Brown calls the donations a "sweat equity loan."

Eater spoke with Travail chef and Eater Young Gun Mike Brown about the campaign's success. Brown says he thinks the success of the campaign is due in part to the community's understanding that "it's the one time we've ever asked the public for anything like this ... They know nobody handed us anything." He calls the donations a "sweat equity loan" the team will work off when the restaurant opens and when rewards are redeemed. He says the outpouring of support has been "humbling" and "tear-jerking." Although the goal has been met, Brown explains that Kickstarter advised him that he wouldn't be able to shut down the campaign. He's not sure the public would want him too: "At this point, people want to do this ... The number keeps going up, and we're going to figure out how to accommodate the rewards."

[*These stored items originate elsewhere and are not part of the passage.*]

//! Widget behaviour for line-of-business interfaces.
//!
//! Every widget here is headless: it owns state machines, geometry and
//! callback plumbing, and leaves drawing to the host. Widgets talk to the host
//! through the primitives in `trellis_core`: a [`Surface`](trellis_core::Surface)
//! for node geometry and window events, a [`TimerHost`](trellis_core::TimerHost)
//! for timeouts, and [`Signal`](trellis_core::Signal)s for controlled values.
//!
//! The larger pieces:
//!
//! - [`Holdable`]: press-and-hold gesture with accelerating repeat.
//! - [`ComboBox`]: value line plus a viewport-aware floating dropdown.
//! - [`DataTable`]: sortable, resizable, virtualized table layout.
//! - [`PulldownMenuButton`]: button-anchored menu with an animated lifecycle.
//!
//! ```
//! use trellis_core::*;
//! use trellis_ui::*;
//!
//! let timers = TimerQueue::new();
//! let value = signal(Some(3.0));
//! let v = value.clone();
//! let props = SpinFieldProps { enabled: true, ..Default::default() };
//! let field = SpinField::new(timers.clone(), props, value.clone(), move |n| v.set(Some(n)))
//!     .unwrap();
//!
//! field
//!     .increment_button()
//!     .handle(&PressEvent::mouse(PressEventKind::Start, Vec2::default()));
//! timers.advance(web_time::Duration::from_millis(250));
//! assert_eq!(value.get(), Some(4.0));
//! ```

pub mod combo_box;
pub mod data_table;
pub mod draggable;
pub mod holdable;
pub mod navigation_path;
pub mod portal;
pub mod pulldown;
pub mod radio_button;
pub mod resize_observer;
pub mod scroll;
pub mod spin_field;
pub mod switch;
pub mod text_input;
pub mod virtual_list;

pub use combo_box::{ComboBox, DropdownPlacement, DropdownRow, DropdownSide, compute_placement};
pub use data_table::{
    BodyCell, CellValue, Column, DataTable, HeaderCell, Record, RowParity, SortDirection,
    SortState, TableLayout, TableRow,
};
pub use draggable::DragHandle;
pub use holdable::{HoldCallbacks, Holdable, decay, repeat_interval};
pub use navigation_path::{NavigationPath, PathSegment};
pub use portal::Portal;
pub use pulldown::{
    ItemPath, MenuState, Pulldown, PulldownEntry, PulldownGroup, PulldownItem,
    PulldownMenuButton,
};
pub use radio_button::RadioButton;
pub use resize_observer::ResizeObserver;
pub use scroll::{ScrollPosition, ScrollSync};
pub use spin_field::{SpinField, SpinFieldProps};
pub use switch::Switch;
pub use text_input::{CommitMode, NumericInput, TextField};
pub use virtual_list::{GridHandle, VirtualGrid, VirtualList};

So what exactly will the restaurant do with the $100,000+ Kickstarter surplus? Brown tells Eater that first they will finish building the restaurant, "and then see what kind of surplus we have." If there's money left over from the build-out, Brown is hoping to invest in specialty equipment like rotovaps and blast chillers. He also says the team is discussing ways to provide better health benefits to employees. There's a non-profit cooking school Travail would like to create for disadvantaged teens. He'd also like to build a test kitchen. "That $100,000 for us is huge," Brown says.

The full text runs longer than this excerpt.